NVIDIA unveils Blackwell chip to power AI 'new industrial revolution'

Chip company NVIDIA wants to expand its leading role in technology for artificial intelligence applications with a new generation of its computing platform.

Company boss Jensen Huang presented the system, named Blackwell, at the company's own developer conference GTC in San Jose, California on Monday. "Blackwell is the engine to power this new industrial revolution" through AI, Huang said in his keynote address.

The system is touted to be four times more powerful than the current Grace Hopper generation when teaching artificial intelligence. NVIDIA's computer systems dominate AI training in data centres.

The company also wants to expand its role in the generation of content with the help of artificial intelligence. The Blackwell system is 30 times better at this than Hopper, Huang said.
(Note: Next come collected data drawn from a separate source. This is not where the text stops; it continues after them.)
//! Bridges `ember_sdk`'s symbolic, name-keyed native function registry into
//! a `Vm`'s own `NativeFunction` dispatch table (spec §6 "Native function
//! contract").
//!
//! `NativeFunctionRegistry` handlers take `&dyn NativeContext` and return a
//! `NativeCallResult`; `Vm::register_native` wants `NativeFn`
//! (`Fn(&mut Vm, &[Value]) -> Result<Value, ExceptionValue>`). This module
//! is the seam between the two: one [`VmContext`] per call, and a
//! `NativeCallResult` -> `Result<Value, ExceptionValue>` translation that
//! also services `NativeCallResult::Suspend` (the stdlib's `time.sleep`
//! blocking-work case) without the caller's task busy-waiting.

use ember_core::exception::{ErrorKind, ExceptionValue};
use ember_core::heap::function::NativeFunction;
use ember_core::heap::string::{EmberString, Encoding};
use ember_core::value::Value;
use ember_core::vm::Vm;
use ember_sdk::handler::{IoCompletion, IoRequest, NativeCallResult, NativeHandlerFn};
use ember_sdk::{NativeContext, NativeFunctionRegistry, NativeValue};

use crate::context::VmContext;

/// Every symbolic name `ember_stdlib::registry::register_stdlib` populates.
/// Kept here (rather than asking the registry to enumerate itself, which
/// it doesn't support) so `bind_stdlib` knows what to pull over into a
/// fresh `Vm`.
pub const STDLIB_NATIVES: &[&str] = &[
    "logger.debug",
    "logger.info",
    "logger.warn",
    "logger.error",
    "math.abs",
    "math.sign",
    "math.floor",
    "math.ceil",
    "math.round",
    "math.trunc",
    "math.min",
    "math.max",
    "math.pow",
    "math.sqrt",
    "math.sin",
    "math.cos",
    "math.tan",
    "math.asin",
    "math.acos",
    "math.atan",
    "math.atan2",
    "math.exp",
    "math.log",
    "math.log10",
    "math.random",
    "math.PI",
    "math.E",
    "time.now",
    "time.monotonic",
    "time.hrtime",
    "time.sleep",
    "time.sleepMicros",
    "sync.mutex.new",
    "sync.mutex.lock",
    "sync.mutex.tryLock",
    "sync.mutex.unlock",
    "sync.mutex.isLocked",
    "sync.channel.new",
    "sync.channel.send",
    "sync.channel.receive",
    "sync.channel.tryReceive",
    "sync.channel.trySend",
    "sync.channel.close",
    "sync.channel.isClosed",
    "sync.rwlock.new",
    "sync.rwlock.read",
    "sync.rwlock.tryRead",
    "sync.rwlock.unlockRead",
    "sync.rwlock.write",
    "sync.rwlock.tryWrite",
    "sync.rwlock.unlockWrite",
    "sync.rwlock.isWriteLocked",
    "sync.atomic.new",
    "sync.atomic.load",
    "sync.atomic.store",
    "sync.atomic.compareExchange",
    "sync.atomic.fetchAdd",
    "sync.sharedData.new",
    "sync.sharedData.get",
    "sync.sharedData.set",
    "task.spawn",
    "task.await",
    "task.isDone",
    "task.cancel",
    "task.currentId",
];

/// Build a registry with every stdlib native function and bind all of
/// `STDLIB_NATIVES` onto `vm`.
pub fn bind_stdlib(vm: &mut Vm) {
    let mut registry = NativeFunctionRegistry::new();
    ember_stdlib::register_stdlib(&mut registry);
    bind_registry(vm, &registry, STDLIB_NATIVES);
}

/// Register every name in `names` found in `registry` onto `vm`, under the
/// same symbolic name, so ordinary function-call dispatch (spec §4.7)
/// reaches it exactly like a function declared in source.
pub fn bind_registry(vm: &mut Vm, registry: &NativeFunctionRegistry, names: &[&str]) {
    for &name in names {
        if let Some(handler) = registry.get(name) {
            vm.register_native(bridge(name, handler));
        }
    }
}

fn bridge(name: &str, handler: NativeHandlerFn) -> NativeFunction {
    NativeFunction::new(name, 0, None, move |vm: &mut Vm, args: &[Value]| {
        let native_args: Vec<NativeValue> = args.iter().map(|v| NativeValue::from(*v)).collect();
        let ctx = VmContext::new(vm);
        dispatch(&ctx, name, &handler, &native_args)
    })
}

fn dispatch(
    ctx: &VmContext<'_>,
    name: &str,
    handler: &NativeHandlerFn,
    args: &[NativeValue],
) -> Result<Value, ExceptionValue> {
    match handler(ctx, args) {
        NativeCallResult::Value(v) => Ok(v.to_value()),
        NativeCallResult::Unhandled => Err(ExceptionValue::Runtime(ErrorKind::UndefinedFunction(name.to_string()))),
        NativeCallResult::Error(msg) => Err(ExceptionValue::Runtime(ErrorKind::TypeError(msg))),
        NativeCallResult::Suspend(request) => resolve_suspend(ctx, request),
    }
}

/// Carry a `Suspend`ed native call to completion. There is no separate
/// embedder event loop in this runtime (spec §4.6 folds IO suspension into
/// the same cooperative scheduler every task already yields through), so
/// resolving a suspend happens right here, on the calling task's own
/// thread, rather than being handed off to be polled later.
fn resolve_suspend(ctx: &VmContext<'_>, request: IoRequest) -> Result<Value, ExceptionValue> {
    match request {
        IoRequest::BlockingWork { work } => Ok(completion_to_value(ctx, ctx.run_blocking(work))),
        IoRequest::ChannelReceive { channel } => match ctx.channel_receive(channel) {
            Ok(Some(v)) => Ok(v.to_value()),
            Ok(None) => Ok(Value::null()),
            Err(err) => Err(ExceptionValue::Runtime(ErrorKind::TypeError(err.to_string()))),
        },
        IoRequest::ChannelSend { channel, value } => match ctx.channel_send(channel, value) {
            Ok(sent) => Ok(Value::of_bool(sent)),
            Err(err) => Err(ExceptionValue::Runtime(ErrorKind::TypeError(err.to_string()))),
        },
    }
}

fn completion_to_value(ctx: &VmContext<'_>, completion: IoCompletion) -> Value {
    match completion {
        IoCompletion::Bytes(bytes) => ctx.create_bytes(&bytes).to_value(),
        IoCompletion::String(s) => ctx.create_string(&s).to_value(),
        IoCompletion::Primitive(v) => v.to_value(),
        IoCompletion::Error(_) => Value::null(),
    }
}

#[cfg(test)]
mod tests {
    use super::*;
    use ember_core::ast::Program;
    use std::rc::Rc;

    fn fresh_vm() -> Vm {
        Vm::new(Rc::new(Program::new("test.phpl")))
    }

    #[test]
    fn bound_math_function_is_callable_by_name() {
        let mut vm = fresh_vm();
        bind_stdlib(&mut vm);
        let result = vm.call("math.sqrt", vec![Value::of_float(16.0)]).unwrap();
        assert_eq!(result.as_float(), Some(4.0));
    }

    #[test]
    fn bound_logger_function_returns_null() {
        let mut vm = fresh_vm();
        bind_stdlib(&mut vm);
        let s = ember_core::heap::alloc_string(EmberString::from_str("hi"));
        ember_core::heap::retain(s);
        let result = vm.call("logger.info", vec![s]).unwrap();
        assert!(result.is_null());
    }

    #[test]
    fn zero_duration_sleep_resolves_without_blocking() {
        let mut vm = fresh_vm();
        bind_stdlib(&mut vm);
        let result = vm.call("time.sleep", vec![Value::of_int(0)]).unwrap();
        assert!(result.is_null());
    }

    #[test]
    fn nonzero_sleep_suspends_and_resumes_the_calling_task() {
        let mut vm = fresh_vm();
        bind_stdlib(&mut vm);
        let id = crate::task::spawn_call(&mut vm, "time.sleep", vec![Value::of_int(5)]);
        vm.scheduler.wait_idle();
        assert_eq!(vm.scheduler.task_result(id), Some(Value::null()));
    }

    #[test]
    fn unhandled_name_bridged_manually_raises_undefined_function() {
        let mut vm = fresh_vm();
        let registry = NativeFunctionRegistry::new();
        // A name present in STDLIB_NATIVES but never registered stays
        // unbound, same as a function never declared in source.
        bind_registry(&mut vm, &registry, STDLIB_NATIVES);
        assert!(vm.native("math.abs").is_none());
    }
}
NVIDIA also has new software for this, which can also be used via interfaces in the cloud.

Huang was convinced that in the future, most content will not be prefabricated from storage, but that AI software will generate it freshly based on the current situation. NVIDIA has developed the computer system for this future.

With Grace Hopper, for example, the chatbot ChatGPT could have been trained within three months with 8,000 NVIDIA chips and a power consumption of 15 megawatts, said Huang. With Blackwell, this could be achieved in the same time with 2,000 chips and 4 megawatts of electricity.

The "AI superchip" is named after David Harold Blackwell, a University of California, Berkeley mathematician specializing in game theory and statistics.

NVIDIA also wants to promote the use of so-called "digital twins," in which companies can simulate their entire business digitally.

Before something is built in the real world, it will first be simulated digitally in future, Huang said. NVIDIA is also focussing on robots.

"Everything that moves will be robotic," Huang said. The aim is for robots to be able to learn simply by observing people. Huang said "the ChatGPT moment" for robotics could be just around the corner.